TASK PROMPT> Find the lines in the listing below that include the word "contains", and report how many there are, with nothing more.

TASK MATERIAL>
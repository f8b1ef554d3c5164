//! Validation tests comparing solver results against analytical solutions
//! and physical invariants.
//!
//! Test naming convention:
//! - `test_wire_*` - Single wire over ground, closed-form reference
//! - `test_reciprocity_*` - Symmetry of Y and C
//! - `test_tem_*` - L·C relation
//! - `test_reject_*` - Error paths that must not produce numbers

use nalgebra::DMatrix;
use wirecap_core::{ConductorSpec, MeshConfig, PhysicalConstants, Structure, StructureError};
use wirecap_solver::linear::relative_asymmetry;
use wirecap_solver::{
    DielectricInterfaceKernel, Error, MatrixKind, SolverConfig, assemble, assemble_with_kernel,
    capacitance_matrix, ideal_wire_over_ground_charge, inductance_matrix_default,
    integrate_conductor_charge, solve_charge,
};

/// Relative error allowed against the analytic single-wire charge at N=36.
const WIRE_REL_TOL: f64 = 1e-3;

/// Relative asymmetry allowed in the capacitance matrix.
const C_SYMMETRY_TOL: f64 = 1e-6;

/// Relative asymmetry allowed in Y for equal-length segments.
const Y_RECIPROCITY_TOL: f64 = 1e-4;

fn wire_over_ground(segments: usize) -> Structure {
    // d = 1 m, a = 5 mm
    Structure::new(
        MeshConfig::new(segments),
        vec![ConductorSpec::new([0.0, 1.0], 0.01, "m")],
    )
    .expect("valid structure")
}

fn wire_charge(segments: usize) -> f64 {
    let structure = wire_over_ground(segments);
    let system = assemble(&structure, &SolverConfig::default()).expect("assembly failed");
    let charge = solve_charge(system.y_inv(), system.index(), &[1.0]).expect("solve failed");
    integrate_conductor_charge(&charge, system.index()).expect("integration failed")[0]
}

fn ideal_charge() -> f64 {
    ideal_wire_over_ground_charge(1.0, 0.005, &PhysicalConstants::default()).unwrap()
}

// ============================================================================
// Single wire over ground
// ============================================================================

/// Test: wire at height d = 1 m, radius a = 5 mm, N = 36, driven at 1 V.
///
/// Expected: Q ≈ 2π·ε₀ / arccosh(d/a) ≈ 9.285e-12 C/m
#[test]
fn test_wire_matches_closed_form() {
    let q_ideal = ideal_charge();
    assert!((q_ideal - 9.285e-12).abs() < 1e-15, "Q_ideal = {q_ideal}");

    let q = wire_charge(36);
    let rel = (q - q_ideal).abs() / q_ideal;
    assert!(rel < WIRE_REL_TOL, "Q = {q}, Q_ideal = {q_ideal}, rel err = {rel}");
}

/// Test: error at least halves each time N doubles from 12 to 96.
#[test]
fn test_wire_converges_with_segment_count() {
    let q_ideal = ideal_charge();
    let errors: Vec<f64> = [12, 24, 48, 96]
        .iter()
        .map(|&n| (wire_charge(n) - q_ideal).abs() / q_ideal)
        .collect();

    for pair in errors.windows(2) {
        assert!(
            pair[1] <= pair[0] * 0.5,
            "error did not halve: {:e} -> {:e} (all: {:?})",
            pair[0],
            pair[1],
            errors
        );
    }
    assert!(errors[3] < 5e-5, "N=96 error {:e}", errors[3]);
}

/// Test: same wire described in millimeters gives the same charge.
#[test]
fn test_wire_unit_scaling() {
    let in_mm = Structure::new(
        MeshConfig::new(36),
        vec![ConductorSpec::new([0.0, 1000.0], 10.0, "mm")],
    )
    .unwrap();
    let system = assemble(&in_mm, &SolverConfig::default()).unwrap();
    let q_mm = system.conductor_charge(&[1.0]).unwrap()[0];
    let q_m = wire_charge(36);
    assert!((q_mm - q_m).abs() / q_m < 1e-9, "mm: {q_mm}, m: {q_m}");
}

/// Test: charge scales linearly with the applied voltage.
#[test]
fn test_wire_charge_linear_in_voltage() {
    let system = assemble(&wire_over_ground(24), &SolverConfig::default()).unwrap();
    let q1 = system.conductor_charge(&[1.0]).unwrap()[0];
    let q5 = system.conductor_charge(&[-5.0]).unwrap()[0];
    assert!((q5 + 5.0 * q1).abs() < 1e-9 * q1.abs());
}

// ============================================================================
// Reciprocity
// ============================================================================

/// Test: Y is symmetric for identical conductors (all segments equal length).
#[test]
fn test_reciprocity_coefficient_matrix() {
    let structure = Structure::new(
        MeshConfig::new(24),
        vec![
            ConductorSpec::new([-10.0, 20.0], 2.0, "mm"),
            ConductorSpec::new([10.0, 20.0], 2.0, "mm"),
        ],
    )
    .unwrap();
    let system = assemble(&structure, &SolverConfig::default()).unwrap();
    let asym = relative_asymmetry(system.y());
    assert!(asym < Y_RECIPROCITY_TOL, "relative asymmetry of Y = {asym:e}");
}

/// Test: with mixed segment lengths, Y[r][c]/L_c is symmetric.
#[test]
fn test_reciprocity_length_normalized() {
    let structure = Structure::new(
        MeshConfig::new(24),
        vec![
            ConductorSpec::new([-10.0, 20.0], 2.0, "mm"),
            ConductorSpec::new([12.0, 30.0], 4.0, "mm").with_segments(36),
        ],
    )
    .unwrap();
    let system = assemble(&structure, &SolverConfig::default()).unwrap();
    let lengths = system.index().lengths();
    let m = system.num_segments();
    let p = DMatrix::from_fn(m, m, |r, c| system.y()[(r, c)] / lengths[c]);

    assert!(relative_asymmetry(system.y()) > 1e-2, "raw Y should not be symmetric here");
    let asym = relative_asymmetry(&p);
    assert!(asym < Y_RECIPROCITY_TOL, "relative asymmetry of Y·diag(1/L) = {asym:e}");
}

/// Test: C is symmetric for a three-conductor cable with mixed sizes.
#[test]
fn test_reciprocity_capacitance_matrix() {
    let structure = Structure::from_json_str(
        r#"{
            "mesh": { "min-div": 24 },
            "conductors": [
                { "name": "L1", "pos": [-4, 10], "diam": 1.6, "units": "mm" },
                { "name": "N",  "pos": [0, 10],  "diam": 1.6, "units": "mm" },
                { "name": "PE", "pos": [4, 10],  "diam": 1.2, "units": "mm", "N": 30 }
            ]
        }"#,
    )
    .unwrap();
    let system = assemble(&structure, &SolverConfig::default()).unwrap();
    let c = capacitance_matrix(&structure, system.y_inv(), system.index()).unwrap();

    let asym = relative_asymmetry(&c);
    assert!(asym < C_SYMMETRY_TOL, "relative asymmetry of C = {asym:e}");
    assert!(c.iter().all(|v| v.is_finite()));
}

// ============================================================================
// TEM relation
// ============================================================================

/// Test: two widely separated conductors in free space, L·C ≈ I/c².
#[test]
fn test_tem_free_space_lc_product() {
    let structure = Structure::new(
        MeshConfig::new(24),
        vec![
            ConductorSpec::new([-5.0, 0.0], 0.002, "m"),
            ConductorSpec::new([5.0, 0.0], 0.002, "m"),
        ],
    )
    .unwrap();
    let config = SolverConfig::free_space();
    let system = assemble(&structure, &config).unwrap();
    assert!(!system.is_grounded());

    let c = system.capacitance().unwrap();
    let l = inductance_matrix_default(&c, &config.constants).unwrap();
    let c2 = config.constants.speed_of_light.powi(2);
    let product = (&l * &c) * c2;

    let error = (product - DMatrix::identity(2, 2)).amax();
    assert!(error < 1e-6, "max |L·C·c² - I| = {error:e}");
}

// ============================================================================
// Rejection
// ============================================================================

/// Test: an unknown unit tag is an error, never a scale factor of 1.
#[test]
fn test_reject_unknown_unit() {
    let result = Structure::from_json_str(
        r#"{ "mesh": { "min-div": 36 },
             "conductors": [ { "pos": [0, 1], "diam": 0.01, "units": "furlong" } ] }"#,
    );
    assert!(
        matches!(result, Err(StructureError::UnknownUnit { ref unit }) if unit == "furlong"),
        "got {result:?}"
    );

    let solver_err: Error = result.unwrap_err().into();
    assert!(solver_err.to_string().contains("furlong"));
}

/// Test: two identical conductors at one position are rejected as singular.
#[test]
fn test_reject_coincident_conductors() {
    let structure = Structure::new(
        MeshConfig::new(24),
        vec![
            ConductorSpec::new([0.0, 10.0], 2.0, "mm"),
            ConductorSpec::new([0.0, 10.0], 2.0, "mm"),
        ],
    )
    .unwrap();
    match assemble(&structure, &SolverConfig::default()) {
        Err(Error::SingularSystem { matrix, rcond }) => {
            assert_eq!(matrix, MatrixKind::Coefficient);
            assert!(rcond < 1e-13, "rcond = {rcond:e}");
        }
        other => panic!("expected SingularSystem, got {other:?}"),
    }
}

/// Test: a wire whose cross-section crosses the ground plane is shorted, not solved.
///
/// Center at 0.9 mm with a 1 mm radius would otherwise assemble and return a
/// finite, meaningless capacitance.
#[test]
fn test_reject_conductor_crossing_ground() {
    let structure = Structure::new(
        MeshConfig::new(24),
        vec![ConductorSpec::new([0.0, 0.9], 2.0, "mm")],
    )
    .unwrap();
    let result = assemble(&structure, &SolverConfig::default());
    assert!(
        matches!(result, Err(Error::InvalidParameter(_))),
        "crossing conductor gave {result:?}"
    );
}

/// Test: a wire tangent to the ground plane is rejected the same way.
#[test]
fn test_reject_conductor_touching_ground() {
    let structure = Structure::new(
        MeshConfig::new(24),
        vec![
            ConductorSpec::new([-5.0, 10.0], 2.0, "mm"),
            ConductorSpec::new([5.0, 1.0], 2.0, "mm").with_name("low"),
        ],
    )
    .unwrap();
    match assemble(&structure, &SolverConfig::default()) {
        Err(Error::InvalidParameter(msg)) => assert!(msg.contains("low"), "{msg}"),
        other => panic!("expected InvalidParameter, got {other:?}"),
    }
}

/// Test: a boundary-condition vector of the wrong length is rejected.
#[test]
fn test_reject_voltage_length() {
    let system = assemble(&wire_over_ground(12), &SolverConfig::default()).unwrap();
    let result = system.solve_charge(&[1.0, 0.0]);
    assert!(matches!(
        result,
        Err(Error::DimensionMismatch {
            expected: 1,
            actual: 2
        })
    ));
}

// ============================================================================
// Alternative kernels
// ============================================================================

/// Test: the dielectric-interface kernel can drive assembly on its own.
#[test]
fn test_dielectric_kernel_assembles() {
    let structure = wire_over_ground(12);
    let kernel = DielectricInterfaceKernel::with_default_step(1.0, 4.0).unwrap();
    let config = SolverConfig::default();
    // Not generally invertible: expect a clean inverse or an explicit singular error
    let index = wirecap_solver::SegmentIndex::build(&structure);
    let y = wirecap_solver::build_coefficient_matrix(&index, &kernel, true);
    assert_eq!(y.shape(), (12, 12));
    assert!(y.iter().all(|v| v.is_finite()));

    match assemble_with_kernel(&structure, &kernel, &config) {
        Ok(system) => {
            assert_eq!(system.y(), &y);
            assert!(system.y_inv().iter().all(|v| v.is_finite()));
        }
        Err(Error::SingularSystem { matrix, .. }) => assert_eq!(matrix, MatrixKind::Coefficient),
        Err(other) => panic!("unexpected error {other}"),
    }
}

ANSWER> 2